The Peace Journalist magazine is looking for submissions. The deadline is March 7. For more details, including what to submit and how, click here.
Knox case coverage reveals single sided media
A student told me about a professor who, on the first day of class, held up a book with a blue cover. He told the class, “This book is green.” The class, seeing the blue cover, disagreed, but the professor persisted. After a few minutes, the professor spun the book around to reveal a green back cover.
Media consumers worldwide are a bit like these
students—seeing only green, they have a hard time imagining a different
perspective. As Americans, this means that we have difficulty seeing things
from an African or Asian perspective, and vice-versa. This phenomenon underlies
a key precept of peace journalism—that reporters should offer context while presenting
multiple perspectives.
An example is the media furor over American Amanda
Knox, convicted of murder in Italy—a conviction upheld in Italian courts last
week. The differences in how European and American media are covering this case
reveal the media’s power to reinforce rigid perspectives.
There is ample evidence to reach a conclusion that a
majority of the U.S. media have taken Knox’s side. “To some Americans,
especially those in her hometown of Seattle, Amanda Knox seems a victim,
unfairly hounded by a capricious legal system in Italy that convicted her this
week in the death of a 21-year-old British woman.” (AP, Feb. 1, 2014) Other
headlines scream “The Italian Justice System is Insane—Amanda Know is
Completely Innocent.” (Slate, Feb. 2, 2014). Much of the U.S. coverage focused
in how Knox plans to resist extradition. “I'm going to fight this until the
very end. And it's not right, and it's not fair and I'm going to do everything
that I can," she told ABC News' "Good Morning America" last
Friday.” (Chicago Tribune, Jan. 31, 2014).
Jump across the pond, where “The tone of some
British newspaper coverage reflected skepticism about Knox's protestations of
innocence. 'Shameless in Seattle' was the front-page headline on Saturday's
Daily Mail, which referred to Knox's "brazen TV charm offensive to escape
extradition…The Rome daily La Repubblica wrote Friday that the third verdict
confirms that the case "from the very beginning has been judged more on
the basis of sensation than actual evidence." (AP, Feb. 1, 2014).

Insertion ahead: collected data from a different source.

//! Scene objects: identity, parent links and state containers
//!
//! A scene object is any `Arc`-held value implementing [`SceneObject`]. It
//! owns a [`SceneNode`] carrying its key, a weak back-reference to its parent
//! and its event bus. Objects with typed state embed a [`SceneObjectBase`],
//! which replaces the state snapshot wholesale on every update.
//!
//! Parent links are weak and children are strong, so dropping the root
//! releases the whole tree.

use crate::data::SceneDataProvider;
use crate::error::SceneResult;
use crate::events::{EventBus, ListenerTable, SceneEvent, Subscription};
use crate::layout::SceneLayout;
use crate::lifecycle;
use crate::time_range::SceneTimeRangeLike;
use crate::url_sync::{Location, UrlSyncHandler};
use crate::variables::{SceneVariable, SceneVariables, VariableDependency};
use crate::view::{RenderContext, ViewNode};
use once_cell::sync::OnceCell;
use parking_lot::{Mutex, RwLock};
use serde::{Deserialize, Serialize};
use std::any::Any;
use std::collections::HashSet;
use std::fmt;
use std::sync::atomic::{AtomicBool, Ordering};
use std::sync::{Arc, Weak};
use tracing::warn;
use uuid::Uuid;

/// Shared handle to any scene object
pub type SceneObjectRef = Arc<dyn SceneObject>;

/// Stable node identity
#[derive(Debug, Clone, PartialEq, Eq, Hash, PartialOrd, Ord, Serialize, Deserialize)]
#[serde(transparent)]
pub struct SceneKey(String);

impl SceneKey {
    /// Fresh random key
    #[inline]
    #[must_use]
    pub fn generate() -> Self {
        Self(Uuid::new_v4().to_string())
    }

    /// Key as string slice
    #[inline]
    #[must_use]
    pub fn as_str(&self) -> &str {
        &self.0
    }
}

impl fmt::Display for SceneKey {
    fn fmt(&self, f: &mut fmt::Formatter<'_>) -> fmt::Result {
        f.write_str(&self.0)
    }
}

impl From<&str> for SceneKey {
    fn from(s: &str) -> Self {
        Self(s.to_string())
    }
}

impl From<String> for SceneKey {
    fn from(s: String) -> Self {
        Self(s)
    }
}

/// Type-erased handle used to drop state listeners on deactivation
pub(crate) trait ListenerSet: Send + Sync {
    fn clear(&self);
}
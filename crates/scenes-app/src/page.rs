//! App pages
//!
//! A [`SceneAppPage`] matches a url. It may hold ordered tab pages sharing
//! its url prefix and drilldown routes whose pages are built on first
//! navigation and cached by the concrete url they matched.
//!
//! Tabs and drilldown pages are adopted by the page that declares them, so
//! their structural parent is that page. They are not part of its child
//! list: only the page the app routes to is activated.

use crate::error::AppResult;
use crate::route::{normalize, RouteIndex, RouteMatch, RouteTemplate};
use moka::sync::Cache;
use parking_lot::Mutex;
use scenes_core::prelude::*;
use scenes_core::{downcast_arc, RenderContext, ViewNode};
use std::fmt;
use std::sync::{Arc, Weak};
use tracing::debug;

/// Builds the scene shown by a page
pub type SceneFactory = Arc<dyn Fn() -> SceneObjectRef + Send + Sync>;

/// Builds a drilldown page from the route match and the declaring page
pub type DrilldownPageFactory =
    Arc<dyn Fn(&RouteMatch, &Arc<SceneAppPage>) -> Arc<SceneAppPage> + Send + Sync>;

/// Picks the logical parent of a drilldown page from the declaring page
pub type ParentPageFactory =
    Arc<dyn Fn(&Arc<SceneAppPage>) -> Option<Arc<SceneAppPage>> + Send + Sync>;

/// Drilldown route declared on a page or tab
#[derive(Clone)]
pub struct SceneAppDrilldownView {
    route: RouteTemplate,
    get_page: DrilldownPageFactory,
    get_parent_page: Option<ParentPageFactory>,
}

impl SceneAppDrilldownView {
    /// Drilldown for `route` built by `get_page`
    ///
    /// # Errors
    /// Returns [`crate::AppError::InvalidRoute`] if `route` does not parse
    pub fn new<F>(route: &str, get_page: F) -> AppResult<Self>
    where
        F: Fn(&RouteMatch, &Arc<SceneAppPage>) -> Arc<SceneAppPage> + Send + Sync + 'static,
    {
        Ok(Self {
            route: RouteTemplate::parse(route)?,
            get_page: Arc::new(get_page),
            get_parent_page: None,
        })
    }

    /// Logical parent for pages that do not name one themselves
    #[must_use]
    pub fn with_parent_page<F>(mut self, get_parent_page: F) -> Self
    where
        F: Fn(&Arc<SceneAppPage>) -> Option<Arc<SceneAppPage>> + Send + Sync + 'static,
    {
        self.get_parent_page = Some(Arc::new(get_parent_page));
        self
    }

    /// Route template
    #[inline]
    #[must_use]
    pub fn route(&self) -> &RouteTemplate {
        &self.route
    }
}

impl fmt::Debug for SceneAppDrilldownView {
    fn fmt(&self, f: &mut fmt::Formatter<'_>) -> fmt::Result {
        f.debug_struct("SceneAppDrilldownView")
            .field("route", &self.route.as_str())
            .field("get_parent_page", &self.get_parent_page.is_some())
            .finish()
    }
}

/// State of a [`SceneAppPage`]
#[derive(Clone)]
pub struct SceneAppPageState {
    /// Title shown in breadcrumbs and tab bars
    pub title: String,
    /// Secondary title
    pub subtitle: Option<String>,
    /// Concrete url of the page
    pub url: String,
    /// Tab pages; the first one is shown for the page's own url
    pub tabs: Vec<Arc<SceneAppPage>>,
    /// Drilldown routes
    pub drilldowns: Vec<SceneAppDrilldownView>,
    /// Scene factory, called once per page
    pub get_scene: Option<SceneFactory>,
    /// Logical parent for breadcrumbs; the structural parent otherwise
    pub parent_page: Option<Weak<SceneAppPage>>,
    /// Query keys kept when linking to sibling tabs
    pub preserve_url_keys: Vec<String>,
}

impl SceneAppPageState {
    /// Page titled `title` at `url`
    #[must_use]
    pub fn new(title: impl Into<String>, url: &str) -> Self {
        Self {
            title: title.into(),
            subtitle: None,
            url: normalize(url),
            tabs: Vec::new(),
            drilldowns: Vec::new(),
            get_scene: None,
            parent_page: None,
            preserve_url_keys: Vec::new(),
        }
    }

    /// With subtitle
    #[must_use]
    pub fn with_subtitle(mut self, subtitle: impl Into<String>) -> Self {
        self.subtitle = Some(subtitle.into());
        self
    }

    /// With a tab appended
    #[must_use]
    pub fn with_tab(mut self, tab: Arc<SceneAppPage>) -> Self {
        self.tabs.push(tab);
        self
    }

    /// With a drilldown route appended
    #[must_use]
    pub fn with_drilldown(mut self, drilldown: SceneAppDrilldownView) -> Self {
        self.drilldowns.push(drilldown);
        self
    }

    /// With a scene factory
    #[must_use]
    pub fn with_scene<F>(mut self, get_scene: F) -> Self
    where
        F: Fn() -> SceneObjectRef + Send + Sync + 'static,
    {
        self.get_scene = Some(Arc::new(get_scene));
        self
    }

    /// With a logical parent held weakly
    #[must_use]
    pub fn with_parent_page(mut self, parent: &Arc<SceneAppPage>) -> Self {
        self.parent_page = Some(Arc::downgrade(parent));
        self
    }

    /// With query keys preserved across tab links
    #[must_use]
    pub fn with_preserve_url_keys(mut self, keys: Vec<String>) -> Self {
        self.preserve_url_keys = keys;
        self
    }
}

impl SceneState for SceneAppPageState {}

#[derive(Debug, Clone, Copy)]
enum PageRoute {
    Tab(usize),
    Drilldown(usize),
}

/// Routable page of a scene app
pub struct SceneAppPage {
    base: SceneObjectBase<SceneAppPageState>,
    routes: RouteIndex<PageRoute>,
    scene: Mutex<Option<SceneObjectRef>>,
    drilldowns: Cache<String, Arc<SceneAppPage>>,
}

impl SceneAppPage {
    /// Page from state; tabs are adopted by the new page
    #[must_use]
    pub fn new(mut state: SceneAppPageState) -> Arc<Self> {
        state.url = normalize(&state.url);

        let mut routes = RouteIndex::new();
        for (i, tab) in state.tabs.iter().enumerate() {
            routes.insert(RouteTemplate::literal(&tab.url()), PageRoute::Tab(i));
        }
        for (i, drilldown) in state.drilldowns.iter().enumerate() {
            routes.insert(drilldown.route.clone(), PageRoute::Drilldown(i));
        }

        let tabs = state.tabs.clone();
        let page = attach(Self {
            base: SceneObjectBase::new(state),
            routes,
            scene: Mutex::new(None),
            drilldowns: Cache::builder().build(),
        });
        for tab in tabs {
            page.node().adopt(&tab.into_object());
        }
        page
    }

    /// Current state
    #[inline]
    #[must_use]
    pub fn state(&self) -> Arc<SceneAppPageState> {
        self.base.state()
    }

    /// Page title
    #[must_use]
    pub fn title(&self) -> String {
        self.state().title.clone()
    }

    /// Page url
    #[must_use]
    pub fn url(&self) -> String {
        self.state().url.clone()
    }

    /// Tab pages in order
    #[must_use]
    pub fn tabs(&self) -> Vec<Arc<SceneAppPage>> {
        self.state().tabs.clone()
    }

    /// Scene of this page, built on first use
    #[must_use]
    pub fn scene(&self) -> Option<SceneObjectRef> {
        let mut slot = self.scene.lock();
        if let Some(scene) = slot.as_ref() {
            return Some(Arc::clone(scene));
        }
        let get_scene = self.state().get_scene.clone()?;
        let scene = get_scene();
        self.node().adopt(&scene);
        *slot = Some(Arc::clone(&scene));
        Some(scene)
    }

    /// Page listing this one among its tabs
    #[must_use]
    pub fn container(&self) -> Option<Arc<SceneAppPage>> {
        let parent = self.structural_parent()?;
        let is_tab = parent.state().tabs.iter().any(|t| t.key() == self.key());
        is_tab.then_some(parent)
    }

    /// Parent used for breadcrumbs
    ///
    /// The explicit parent page while it is alive, else the page that
    /// declared this one.
    #[must_use]
    pub fn logical_parent(&self) -> Option<Arc<SceneAppPage>> {
        self.state()
            .parent_page
            .as_ref()
            .and_then(Weak::upgrade)
            .or_else(|| self.structural_parent())
    }

    /// Titles from this page up its logical parent chain, nearest first
    ///
    /// Tab pages contribute their container's title instead of their own.
    #[must_use]
    pub fn breadcrumbs(self: &Arc<Self>, max_depth: usize) -> Vec<String> {
        let mut titles = Vec::new();
        let mut current = Some(Arc::clone(self));
        while let Some(page) = current {
            if titles.len() >= max_depth {
                break;
            }
            let page = page.container().unwrap_or(page);
            titles.push(page.title());
            current = page.logical_parent();
        }
        titles
    }

    /// Page to show for `path`, if this page or anything below it matches
    ///
    /// Drilldown pages are looked up in the cache by the concrete url their
    /// route matched and built at most once per url.
    #[must_use]
    pub fn resolve(self: &Arc<Self>, path: &str) -> Option<Arc<SceneAppPage>> {
        let path = normalize(path);
        let state = self.state();

        if path == state.url {
            return match state.tabs.first() {
                Some(first) => first.resolve(&first.url()),
                None => Some(Arc::clone(self)),
            };
        }

        let (matched, route) = self.routes.best_match(&path)?;
        match *route {
            PageRoute::Tab(i) => state.tabs.get(i)?.resolve(&path),
            PageRoute::Drilldown(i) => {
                let drilldown = state.drilldowns.get(i)?;
                self.drilldown_page(drilldown, &matched).resolve(&path)
            }
        }
    }

    /// Cached drilldown page for a concrete url
    #[must_use]
    pub fn cached_drilldown(&self, url: &str) -> Option<Arc<SceneAppPage>> {
        self.drilldowns.get(&normalize(url))
    }

    fn drilldown_page(
        self: &Arc<Self>,
        drilldown: &SceneAppDrilldownView,
        matched: &RouteMatch,
    ) -> Arc<SceneAppPage> {
        if let Some(page) = self.drilldowns.get(&matched.url) {
            debug!(url = %matched.url, "drilldown cache hit");
            return page;
        }

        self.drilldowns.get_with(matched.url.clone(), || {
            debug!(url = %matched.url, route = %drilldown.route, "building drilldown page");
            let page = (drilldown.get_page)(matched, self);
            if page.state().parent_page.is_none() {
                let parent = drilldown
                    .get_parent_page
                    .as_ref()
                    .and_then(|get_parent| get_parent(self));
                if let Some(parent) = parent {
                    page.base
                        .set_state(|s| s.parent_page = Some(Arc::downgrade(&parent)));
                }
            }
            self.node().adopt(&Arc::clone(&page).into_object());
            page
        })
    }

    fn structural_parent(&self) -> Option<Arc<SceneAppPage>> {
        self.node().parent().and_then(downcast_arc::<SceneAppPage>)
    }
}

impl SceneObject for SceneAppPage {
    fn node(&self) -> &SceneNode {
        self.base.node()
    }

    fn kind(&self) -> &'static str {
        "SceneAppPage"
    }

    scene_object_casts!();

    fn for_each_child(&self, visit: &mut dyn FnMut(&SceneObjectRef)) {
        let scene = self.scene.lock().clone();
        if let Some(scene) = scene {
            visit(&scene);
        }
    }

    fn render(&self, ctx: &RenderContext) -> SceneResult<ViewNode> {
        let state = self.state();
        let mut view =
            ViewNode::new(self.kind(), self.key().clone()).with_attribute("url", &state.url);
        if let Some(subtitle) = &state.subtitle {
            view = view.with_attribute("subtitle", subtitle);
        }
        if let Some(scene) = self.scene() {
            view = view.with_child(scene.render(ctx)?);
        }
        Ok(view)
    }
}

impl fmt::Debug for SceneAppPage {
    fn fmt(&self, f: &mut fmt::Formatter<'_>) -> fmt::Result {
        let state = self.state();
        f.debug_struct("SceneAppPage")
            .field("title", &state.title)
            .field("url", &state.url)
            .field("tabs", &state.tabs.len())
            .field("drilldowns", &state.drilldowns)
            .finish()
    }
}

What’s noteworthy from a peace journalism
perspective about the Knox coverage is this: Europeans are getting a steady
diet of the guilty, spoiled rich American angle, while in the U.S., we’re
hearing primarily about how the decrepit Italian justice system is persecuting
an innocent young lady.
What’s unfortunate is that this “our side-their
side” media model is replicated worldwide in matters much more serious than the
fate of one young woman. If you’ve ever seen or heard the hatred spewed against
“the other side” in Middle East media, for example, you’d never wonder why
conflicts there seem so intractable. In some places in Africa, radio tirades
against “them” help reinforce traditional hatreds. In the U.S., bile disgorged
by Fox and MSNBC make political compromise much more difficult.
The peace journalism solution asks for a more
balanced, thoughtful media that provides context and perspective, and, most
importantly, voices from “the other side” that can allow us to consider the
possibility that our adversaries may have legitimate concerns--in essence, to
help us understand that it's possible for a blue book to also be green.